__TRY IT__
Needed from the data below: all lines that contain the word "stateid".

__RECORDS__
◇ ◇ ◇ ◇ ◇ ◇ ◇
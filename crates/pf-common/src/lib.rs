//! pf_status 네이티브 레코드 레이아웃 공유 타입
//!
//! 이 크레이트는 `#![no_std]` 환경에서 사용 가능한 레이아웃 정의를 담습니다.
//! 패킷 필터 커널이 채워 주는 `pf_status` 구조체와 동일한 메모리 레이아웃
//! (`#[repr(C)]`)을 [`PfStatus`]로, 같은 레이아웃을 필드 목록 형태로
//! [`StatusLayout`]으로 표현합니다.
//!
//! 레이아웃은 버전이 붙은 계약입니다. 필드 순서나 폭이 바뀌면 새 버전을 추가해야
//! 하며 기존 버전을 수정해서는 안 됩니다.
//!
//! # 바이트 오더
//! 모든 정수 필드는 호스트(네이티브) 바이트 오더이며, `hostid`만 네트워크 바이트
//! 오더로 저장됩니다.

#![no_std]

// =============================================================================
// 배열 길이 상수
// =============================================================================

/// 연산 카운터(`counters`) 개수
pub const PFRES_MAX: usize = 15;
/// 한도 카운터(`lcounters`) 개수
pub const LCNT_MAX: usize = 7;
/// 상태 테이블 카운터(`fcounters`) 개수
pub const FCNT_MAX: usize = 3;
/// 소스 추적 테이블 카운터(`scounters`) 개수
pub const SCNT_MAX: usize = 3;
/// 인터페이스 이름 버퍼 길이
pub const IFNAMSIZ: usize = 16;
/// 룰셋 체크섬(MD5) 길이
pub const PF_MD5_DIGEST_LENGTH: usize = 16;

// =============================================================================
// 트래픽 카운터 인덱스
// =============================================================================

/// 주소 패밀리 인덱스: IPv4
pub const PF_AF_INET_IDX: usize = 0;
/// 주소 패밀리 인덱스: IPv6
pub const PF_AF_INET6_IDX: usize = 1;
/// 방향 인덱스: 수신
pub const PF_DIR_IN_IDX: usize = 0;
/// 방향 인덱스: 송신
pub const PF_DIR_OUT_IDX: usize = 1;
/// 액션 인덱스: 통과
pub const PF_PASS: usize = 0;
/// 액션 인덱스: 차단
pub const PF_DROP: usize = 1;

// =============================================================================
// 디버그 레벨
// =============================================================================

/// 디버그 출력 없음
pub const PF_DEBUG_NONE: u32 = 0;
/// 긴급 메시지만
pub const PF_DEBUG_URGENT: u32 = 1;
/// 기타 메시지 포함
pub const PF_DEBUG_MISC: u32 = 2;
/// 모든 메시지
pub const PF_DEBUG_NOISY: u32 = 3;

// =============================================================================
// 네이티브 구조체
// =============================================================================

/// 커널 `pf_status` 구조체 (레이아웃 v1)
///
/// # 메모리 레이아웃 (392 바이트, 8바이트 정렬)
/// ```text
/// offset  field       size
/// 0       counters    120   (u64 x 15)
/// 120     lcounters   56    (u64 x 7)
/// 176     fcounters   24    (u64 x 3)
/// 200     scounters   24    (u64 x 3)
/// 224     pcounters   64    (u64 [af][dir][action])
/// 288     bcounters   32    (u64 [af][dir])
/// 320     stateid     8
/// 328     since       8     (time_t)
/// 336     running     4
/// 340     states      4
/// 344     src_nodes   4
/// 348     debug       4
/// 352     hostid      4     (network byte order)
/// 356     reass       4
/// 360     ifname      16
/// 376     pf_chksum   16
/// ```
#[repr(C)]
#[derive(Debug, Clone, Copy, PartialEq, Eq, bytemuck::Pod, bytemuck::Zeroable)]
pub struct PfStatus {
    pub counters: [u64; PFRES_MAX],
    pub lcounters: [u64; LCNT_MAX],
    pub fcounters: [u64; FCNT_MAX],
    pub scounters: [u64; SCNT_MAX],
    /// `[af][dir][action]`
    pub pcounters: [[[u64; 2]; 2]; 2],
    /// `[af][dir]`
    pub bcounters: [[u64; 2]; 2],
    pub stateid: u64,
    /// 마지막으로 활성화된 시각 (epoch 초), 0이면 정보 없음
    pub since: i64,
    pub running: u32,
    pub states: u32,
    pub src_nodes: u32,
    pub debug: u32,
    /// 네트워크 바이트 오더
    pub hostid: u32,
    pub reass: u32,
    /// NUL 종료 문자열
    pub ifname: [u8; IFNAMSIZ],
    pub pf_chksum: [u8; PF_MD5_DIGEST_LENGTH],
}

impl PfStatus {
    /// 제로 초기화된 구조체를 생성합니다.
    pub const fn zeroed() -> Self {
        Self {
            counters: [0; PFRES_MAX],
            lcounters: [0; LCNT_MAX],
            fcounters: [0; FCNT_MAX],
            scounters: [0; SCNT_MAX],
            pcounters: [[[0; 2]; 2]; 2],
            bcounters: [[0; 2]; 2],
            stateid: 0,
            since: 0,
            running: 0,
            states: 0,
            src_nodes: 0,
            debug: 0,
            hostid: 0,
            reass: 0,
            ifname: [0; IFNAMSIZ],
            pf_chksum: [0; PF_MD5_DIGEST_LENGTH],
        }
    }

    /// 커널이 덤프하는 것과 같은 네이티브 바이트 표현을 반환합니다.
    pub fn as_bytes(&self) -> &[u8] {
        bytemuck::bytes_of(self)
    }
}

// =============================================================================
// 필드 목록 레이아웃
// =============================================================================

/// 레이아웃을 구성하는 필드 수
pub const FIELD_COUNT: usize = 16;

/// 필드 하나의 이름, 오프셋, 크기 (바이트)
#[derive(Debug, Clone, Copy, PartialEq, Eq)]
pub struct FieldSpec {
    pub name: &'static str,
    pub offset: usize,
    pub size: usize,
}

/// 버전이 붙은 원시 레코드 레이아웃
///
/// 가변 길이인 것은 카운터 배열과 두 바이트 배열뿐이며, 나머지 필드의 폭과
/// 순서는 고정입니다. 필드 순서는 [`PfStatus`]와 같습니다.
#[derive(Debug, Clone, Copy, PartialEq, Eq)]
pub struct StatusLayout {
    /// 레이아웃 이름 (설정 파일의 `status.layout`)
    pub name: &'static str,
    pub counters: usize,
    pub lcounters: usize,
    pub fcounters: usize,
    pub scounters: usize,
    pub ifname_len: usize,
    pub checksum_len: usize,
}

impl StatusLayout {
    /// [`PfStatus`]와 일치하는 레이아웃
    pub const V1: Self = Self {
        name: "v1",
        counters: PFRES_MAX,
        lcounters: LCNT_MAX,
        fcounters: FCNT_MAX,
        scounters: SCNT_MAX,
        ifname_len: IFNAMSIZ,
        checksum_len: PF_MD5_DIGEST_LENGTH,
    };

    /// 이름으로 조회 가능한 레이아웃 목록
    pub const KNOWN: &'static [Self] = &[Self::V1];

    /// 이름으로 레이아웃을 찾습니다.
    pub fn by_name(name: &str) -> Option<Self> {
        Self::KNOWN.iter().copied().find(|l| l.name == name)
    }

    /// 필드 목록을 레코드 내 순서대로 반환합니다.
    pub const fn fields(&self) -> [FieldSpec; FIELD_COUNT] {
        const U64: usize = 8;
        const U32: usize = 4;

        let counters = FieldSpec {
            name: "counters",
            offset: 0,
            size: self.counters * U64,
        };
        let lcounters = next(counters, "lcounters", self.lcounters * U64);
        let fcounters = next(lcounters, "fcounters", self.fcounters * U64);
        let scounters = next(fcounters, "scounters", self.scounters * U64);
        let pcounters = next(scounters, "pcounters", 8 * U64);
        let bcounters = next(pcounters, "bcounters", 4 * U64);
        let stateid = next(bcounters, "stateid", U64);
        let since = next(stateid, "since", U64);
        let running = next(since, "running", U32);
        let states = next(running, "states", U32);
        let src_nodes = next(states, "src_nodes", U32);
        let debug = next(src_nodes, "debug", U32);
        let hostid = next(debug, "hostid", U32);
        let reass = next(hostid, "reass", U32);
        let ifname = next(reass, "ifname", self.ifname_len);
        let pf_chksum = next(ifname, "pf_chksum", self.checksum_len);

        [
            counters, lcounters, fcounters, scounters, pcounters, bcounters, stateid, since,
            running, states, src_nodes, debug, hostid, reass, ifname, pf_chksum,
        ]
    }

    /// 이름으로 필드를 찾습니다.
    pub fn field(&self, name: &str) -> Option<FieldSpec> {
        self.fields().into_iter().find(|f| f.name == name)
    }

    /// 레코드 전체 길이 (8바이트 정렬 패딩 포함)
    pub const fn record_len(&self) -> usize {
        let fields = self.fields();
        let last = fields[FIELD_COUNT - 1];
        let end = last.offset + last.size;
        end.div_ceil(8) * 8
    }
}

const fn next(prev: FieldSpec, name: &'static str, size: usize) -> FieldSpec {
    FieldSpec {
        name,
        offset: prev.offset + prev.size,
        size,
    }
}
//! Logging initialization for the pfstat CLI.
//!
//! Configures `tracing-subscriber` based on the `[general]` section
//! of `PfstatConfig`. Log lines go to stderr so stdout carries only
//! the command output.

use anyhow::Result;
use tracing_subscriber::layer::SubscriberExt;
use tracing_subscriber::util::SubscriberInitExt;
use tracing_subscriber::{EnvFilter, Layer, Registry};

use pfstat_core::config::GeneralConfig;

type FormatLayer = Box<dyn Layer<Registry> + Send + Sync>;

/// Initialize the global tracing subscriber.
///
/// Must be called exactly once, before any tracing macros are used.
/// `RUST_LOG` takes precedence over `config.log_level`.
pub fn init_tracing(config: &GeneralConfig) -> Result<()> {
    let env_filter =
        EnvFilter::try_from_default_env().unwrap_or_else(|_| EnvFilter::new(&config.log_level));

    tracing_subscriber::registry()
        .with(format_layer(&config.log_format)?)
        .with(env_filter)
        .try_init()
        .map_err(|e| {
            anyhow::anyhow!(
                "failed to initialize {} tracing subscriber: {}",
                config.log_format,
                e
            )
        })
}

/// Build the stderr output layer for a log format.
///
/// * `"json"` - Machine-parseable JSON lines
/// * `"pretty"` - Human-readable output (default)
fn format_layer(format: &str) -> Result<FormatLayer> {
    let layer = tracing_subscriber::fmt::layer().with_writer(std::io::stderr);
    match format {
        "json" => Ok(layer.json().boxed()),
        "pretty" => Ok(layer.pretty().boxed()),
        other => Err(anyhow::anyhow!(
            "unknown log format '{}', expected 'json' or 'pretty'",
            other
        )),
    }
}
◇ ◇ ◇ ◇ ◇ ◇ ◇
__RESULT__
/// 320     stateid     8
    pub stateid: u64,
            stateid: 0,
        let stateid = next(bcounters, "stateid", U64);
        let since = next(stateid, "since", U64);
            counters, lcounters, fcounters, scounters, pcounters, bcounters, stateid, since,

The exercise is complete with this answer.